The medieval legends told about such Jews, often understood to be the Ten Lost Tribes of Israel, [suggest] that not all Jews were content to accept traditional explanations for exile and loss of autonomy, and desired the comfort of knowing that Jews still ruled somewhere, somehow.

[When] the 14th-century Spanish Rabbi Shlomo ha-Levi converted to Christianity, his [former] student Yehoshua ha-Lorki wrote a letter to him attempting to bring him back into the fold by rebutting arguments for Christianity. He included a telling passage insisting that Jewish subjugation under Christendom didn’t prove anything because, after all, “the members of the ten tribes continue to conduct an independent life, . . . not dominated by any foreign power.”

Other examples abound.
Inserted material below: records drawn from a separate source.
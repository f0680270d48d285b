//! Production random source backed by the `rand` crate.

use rand::Rng;

use crate::traits::RandomSource;

/// [`RandomSource`] drawing from the thread-local RNG.
#[derive(Debug, Default)]
pub struct ThreadRngSource;

impl ThreadRngSource {
    /// Create a new thread-local random source.
    pub fn new() -> Self {
        Self
    }
}

impl RandomSource for ThreadRngSource {
    fn pick(&mut self, low: u16, high: u16) -> u16 {
        rand::rng().random_range(low..=high)
    }
}
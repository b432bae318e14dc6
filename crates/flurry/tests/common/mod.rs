#![allow(dead_code)]

use flurry::{
    driver::{Capability, ConnectParams, Connection, Driver, Rows},
    stmt::{Value, ValueRecord},
    Error, Result,
};

use async_trait::async_trait;
use std::sync::{Arc, Mutex};

type Respond = dyn Fn(&str) -> Result<Rows> + Send + Sync;

/// An in-memory driver recording everything its connections do.
#[derive(Clone)]
pub struct MockDriver {
    capability: Capability,
    log: Arc<Mutex<Log>>,
    respond: Arc<Respond>,
    fail_connect: bool,
    fail_close: bool,
}

#[derive(Debug, Default, Clone)]
pub struct Log {
    pub connects: usize,
    pub closes: usize,
    pub cancels: usize,

    /// SQL and parameters, in execution order.
    pub executed: Vec<(String, Vec<Value>)>,
}

struct MockConnection {
    id: usize,
    log: Arc<Mutex<Log>>,
    respond: Arc<Respond>,
    fail_close: bool,
}

/// Error returned by a mock connection.
#[derive(Debug)]
pub struct MockError(pub String);

impl std::fmt::Display for MockError {
    fn fmt(&self, f: &mut std::fmt::Formatter<'_>) -> std::fmt::Result {
        f.write_str(&self.0)
    }
}

impl std::error::Error for MockError {}

/// Route pool and compiler events to the test output. Honors `RUST_LOG`.
pub fn init_tracing() {
    let _ = tracing_subscriber::fmt()
        .with_env_filter(tracing_subscriber::EnvFilter::from_default_env())
        .with_test_writer()
        .try_init();
}

pub fn params() -> ConnectParams {
    ConnectParams::new()
        .account("xy12345")
        .user("loader")
        .password("hunter2")
        .warehouse("COMPUTE_WH")
        .schema("PUBLIC")
}

pub fn driver_error(message: &str) -> Error {
    Error::driver(MockError(message.to_string()))
}

/// A single-row, single-column result.
pub fn scalar(column: &str, value: impl Into<Value>) -> Rows {
    Rows::new(
        vec![column.to_string()],
        vec![ValueRecord::from_vec(vec![value.into()])],
    )
}

impl MockDriver {
    pub fn new() -> MockDriver {
        MockDriver {
            capability: Capability::SNOWFLAKE,
            log: Arc::default(),
            respond: Arc::new(|_: &str| Ok(Rows::default())),
            fail_connect: false,
            fail_close: false,
        }
    }

    pub fn with_capability(mut self, capability: Capability) -> MockDriver {
        self.capability = capability;
        self
    }

    /// Answer every executed statement with `respond`.
    pub fn respond(mut self, respond: impl Fn(&str) -> Result<Rows> + Send + Sync + 'static) -> MockDriver {
        self.respond = Arc::new(respond);
        self
    }

    pub fn fail_connect(mut self) -> MockDriver {
        self.fail_connect = true;
        self
    }

    pub fn fail_close(mut self) -> MockDriver {
        self.fail_close = true;
        self
    }

    /// A snapshot of what happened so far.
    pub fn log(&self) -> Log {
        self.log.lock().unwrap().clone()
    }

    pub fn executed_sql(&self) -> Vec<String> {
        self.log().executed.into_iter().map(|(sql, _)| sql).collect()
    }
}

impl std::fmt::Debug for MockDriver {
    fn fmt(&self, f: &mut std::fmt::Formatter<'_>) -> std::fmt::Result {
        f.debug_struct("MockDriver").finish_non_exhaustive()
    }
}

#[async_trait]
impl Driver for MockDriver {
    fn capability(&self) -> &Capability {
        &self.capability
    }

    async fn connect(&self, params: &ConnectParams) -> Result<Box<dyn Connection>> {
        assert_ok_params(params);

        if self.fail_connect {
            return Err(driver_error("250001: Could not connect to Snowflake backend"));
        }

        let mut log = self.log.lock().unwrap();
        log.connects += 1;

        Ok(Box::new(MockConnection {
            id: log.connects,
            log: self.log.clone(),
            respond: self.respond.clone(),
            fail_close: self.fail_close,
        }))
    }
}

fn assert_ok_params(params: &ConnectParams) {
    assert!(params.validate().is_ok(), "connected with invalid params");
}

impl std::fmt::Debug for MockConnection {
    fn fmt(&self, f: &mut std::fmt::Formatter<'_>) -> std::fmt::Result {
        f.debug_struct("MockConnection").field("id", &self.id).finish()
    }
}

#[async_trait]
impl Connection for MockConnection {
    async fn execute(&mut self, sql: &str, params: &[Value]) -> Result<Rows> {
        self.log
            .lock()
            .unwrap()
            .executed
            .push((sql.to_string(), params.to_vec()));

        (self.respond)(sql)
    }

    fn cancel(&mut self) -> Result<()> {
        self.log.lock().unwrap().cancels += 1;
        Ok(())
    }

    fn close(&mut self) -> Result<()> {
        self.log.lock().unwrap().closes += 1;

        if self.fail_close {
            return Err(driver_error("390114: Authentication token has expired"));
        }

        Ok(())
    }
}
The writings of Eldad ha-Dani, a 9th-century Jewish merchant who traveled throughout Europe claiming to be the member of a Jewish community in East Africa that descended from the Ten Lost Tribes, were widely read, discussed, and accepted by many. A medieval Jewish folktale about the origins of Akdamut, [a liturgical poem for the festival of Shavuot], relates that during a period of dangerous Christian anti-Semitism, Rabbi Meir of Worms traveled across the Sambatyon River, [the legendary stream that rests on the Sabbath], to meet with an otherworldly Jewish community beyond the river, some of whose members he sent back to Worms to defeat an anti-Semitic priest through mystical incantations and invocations of God’s name.